■ Task statement
Take each line in the entries below that holds "PoisonedLock" and show it.

■ Exercise inputs

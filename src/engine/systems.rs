//! System abstraction and the system registry.
//!
//! A **system** is a unit of bulk logic run once per frame against the
//! entity registry, typically iterating a query and transforming the
//! matched components. The [`SystemRegistry`] owns at most one instance of
//! each system type, indexed by a system family id assigned at first use
//! under the same scheme component families use.
//!
//! ## Execution model
//! [`SystemRegistry::update_all`] runs every managed system in family-id
//! order (stable across runs within a process, but not across builds) and
//! then flushes the entity registry, finalising the frame's deferred
//! destructions. [`SystemRegistry::update`] runs an explicit sequence of
//! system types in the listed order instead, with the same trailing flush.
//!
//! Systems receive `&mut EntityRegistry` and may mutate it freely between
//! their own iteration passes; the registry performs no scheduling beyond
//! the sequential order above.

use std::any::{type_name, Any, TypeId};
use std::collections::HashMap;
use std::sync::{OnceLock, RwLock};

use crate::engine::entity::EntityRegistry;
use crate::engine::error::{DuplicateSystemError, MissingSystemError, RegistryError};
use crate::engine::types::SystemFamily;
use crate::profiling::profiler;

/// A unit of per-frame logic over the entity registry.
///
/// ```
/// use rift::prelude::*;
///
/// #[derive(Default, Clone)]
/// struct Position { x: f64, y: f64 }
/// #[derive(Default, Clone)]
/// struct Direction { x: f64, y: f64 }
///
/// struct Movement;
///
/// impl System for Movement {
///     fn update(&mut self, entities: &mut EntityRegistry, dt: f64) {
///         entities.for_entities_with::<(Position, Direction), _>(|_, (p, d)| {
///             p.x += d.x * dt;
///             p.y += d.y * dt;
///         });
///     }
/// }
/// ```
pub trait System: 'static {
    /// Runs the system's transformation for one frame.
    fn update(&mut self, entities: &mut EntityRegistry, dt: f64);
}

struct SystemFamilies {
    next: SystemFamily,
    by_type: HashMap<TypeId, SystemFamily>,
}

static FAMILIES: OnceLock<RwLock<SystemFamilies>> = OnceLock::new();

fn families() -> &'static RwLock<SystemFamilies> {
    FAMILIES.get_or_init(|| {
        RwLock::new(SystemFamilies {
            next: 0,
            by_type: HashMap::new(),
        })
    })
}

fn try_system_family(type_id: TypeId) -> Result<SystemFamily, RegistryError> {
    {
        let reg = families().read().map_err(|_| RegistryError::PoisonedLock)?;
        if let Some(&family) = reg.by_type.get(&type_id) {
            return Ok(family);
        }
    }
    let mut reg = families().write().map_err(|_| RegistryError::PoisonedLock)?;
    if let Some(&family) = reg.by_type.get(&type_id) {
        return Ok(family);
    }
    let family = reg.next;
    reg.next += 1;
    reg.by_type.insert(type_id, family);
    Ok(family)
}

/// Returns the family id of system type `S`, assigning one at first use.
///
/// ## Panics
/// Panics with [`RegistryError::PoisonedLock`] if the registry was
/// poisoned by an unrelated panic. This is a fatal configuration error.
pub fn system_family_of<S: System>() -> SystemFamily {
    match try_system_family(TypeId::of::<S>()) {
        Ok(family) => family,
        Err(e) => panic!("{e}"),
    }
}

trait AnySystem: Any {
    fn as_any(&self) -> &dyn Any;
    fn as_any_mut(&mut self) -> &mut dyn Any;
    fn update_dyn(&mut self, entities: &mut EntityRegistry, dt: f64);
}

impl<S: System> AnySystem for S {
    fn as_any(&self) -> &dyn Any {
        self
    }

    fn as_any_mut(&mut self) -> &mut dyn Any {
        self
    }

    fn update_dyn(&mut self, entities: &mut EntityRegistry, dt: f64) {
        self.update(entities, dt);
    }
}

/// Owner of at most one instance of each system type.
#[derive(Default)]
pub struct SystemRegistry {
    systems: Vec<Option<Box<dyn AnySystem>>>,
}

impl SystemRegistry {
    /// Creates an empty system registry.
    pub fn new() -> Self {
        Self::default()
    }

    /// Number of managed systems.
    pub fn len(&self) -> usize {
        self.systems.iter().filter(|slot| slot.is_some()).count()
    }

    /// Returns `true` if no system is managed.
    pub fn is_empty(&self) -> bool {
        self.systems.iter().all(|slot| slot.is_none())
    }

    /// Drops every managed system.
    pub fn clear(&mut self) {
        self.systems.clear();
    }

    /// Stores `system` as the managed instance of its type.
    ///
    /// ## Panics
    /// Panics if a system of type `S` is already managed.
    #[track_caller]
    pub fn add<S: System>(&mut self, system: S) {
        let family = system_family_of::<S>();
        if self.systems.len() <= family {
            self.systems.resize_with(family + 1, || None);
        }
        if self.systems[family].is_some() {
            panic!(
                "{}",
                DuplicateSystemError {
                    system: type_name::<S>(),
                }
            );
        }
        self.systems[family] = Some(Box::new(system));
    }

    /// Drops the managed instance of `S`.
    ///
    /// ## Panics
    /// Panics if no system of type `S` is managed.
    #[track_caller]
    pub fn remove<S: System>(&mut self) {
        let family = system_family_of::<S>();
        if !matches!(self.systems.get(family), Some(Some(_))) {
            panic!(
                "{}",
                MissingSystemError {
                    system: type_name::<S>(),
                }
            );
        }
        self.systems[family] = None;
    }

    /// Returns `true` if a system of type `S` is managed.
    pub fn has<S: System>(&self) -> bool {
        let family = system_family_of::<S>();
        matches!(self.systems.get(family), Some(Some(_)))
    }

    /// Returns the managed instance of `S`.
    ///
    /// ## Panics
    /// Panics if no system of type `S` is managed.
    #[track_caller]
    pub fn get<S: System>(&self) -> &S {
        self.fetch::<S>()
            .as_any()
            .downcast_ref::<S>()
            .expect("system stored under a different family")
    }

    /// Returns the managed instance of `S` mutably.
    ///
    /// ## Panics
    /// Panics if no system of type `S` is managed.
    #[track_caller]
    pub fn get_mut<S: System>(&mut self) -> &mut S {
        self.fetch_mut::<S>()
            .as_any_mut()
            .downcast_mut::<S>()
            .expect("system stored under a different family")
    }

    /// Runs every managed system in family-id order, then flushes the
    /// entity registry.
    pub fn update_all(&mut self, entities: &mut EntityRegistry, dt: f64) {
        let _span = profiler::span("SystemRegistry::update_all");
        for slot in self.systems.iter_mut() {
            if let Some(system) = slot {
                system.update_dyn(entities, dt);
            }
        }
        entities.flush();
    }

    /// Runs the listed system types in order, then flushes the entity
    /// registry.
    ///
    /// ## Panics
    /// Panics if any listed system type is not managed.
    #[track_caller]
    pub fn update<Seq: SystemSet>(&mut self, entities: &mut EntityRegistry, dt: f64) {
        let _span = profiler::span("SystemRegistry::update");
        Seq::run(self, entities, dt);
        entities.flush();
    }

    #[track_caller]
    fn fetch<S: System>(&self) -> &dyn AnySystem {
        let family = system_family_of::<S>();
        match self.systems.get(family) {
            Some(Some(system)) => system.as_ref(),
            _ => panic!(
                "{}",
                MissingSystemError {
                    system: type_name::<S>(),
                }
            ),
        }
    }

    #[track_caller]
    fn fetch_mut<S: System>(&mut self) -> &mut dyn AnySystem {
        let family = system_family_of::<S>();
        match self.systems.get_mut(family) {
            Some(Some(system)) => system.as_mut(),
            _ => panic!(
                "{}",
                MissingSystemError {
                    system: type_name::<S>(),
                }
            ),
        }
    }

    #[track_caller]
    fn run_one<S: System>(&mut self, entities: &mut EntityRegistry, dt: f64) {
        self.fetch_mut::<S>().update_dyn(entities, dt);
    }
}

/// A non-empty tuple of system types naming an execution sequence for
/// [`SystemRegistry::update`]. Implemented for tuples of one through
/// eight system types.
pub trait SystemSet {
    /// Runs each listed system in order.
    fn run(registry: &mut SystemRegistry, entities: &mut EntityRegistry, dt: f64);
}

macro_rules! system_set {
    ($($ty:ident),+) => {
        impl<$($ty: System),+> SystemSet for ($($ty,)+) {
            fn run(registry: &mut SystemRegistry, entities: &mut EntityRegistry, dt: f64) {
                $(registry.run_one::<$ty>(entities, dt);)+
            }
        }
    };
}

system_set!(A);
system_set!(A, B);
system_set!(A, B, C);
system_set!(A, B, C, D);
system_set!(A, B, C, D, E);
system_set!(A, B, C, D, E, F);
system_set!(A, B, C, D, E, F, G);
system_set!(A, B, C, D, E, F, G, H);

■ Result of this task
        let reg = families().read().map_err(|_| RegistryError::PoisonedLock)?;
    let mut reg = families().write().map_err(|_| RegistryError::PoisonedLock)?;
/// Panics with [`RegistryError::PoisonedLock`] if the registry was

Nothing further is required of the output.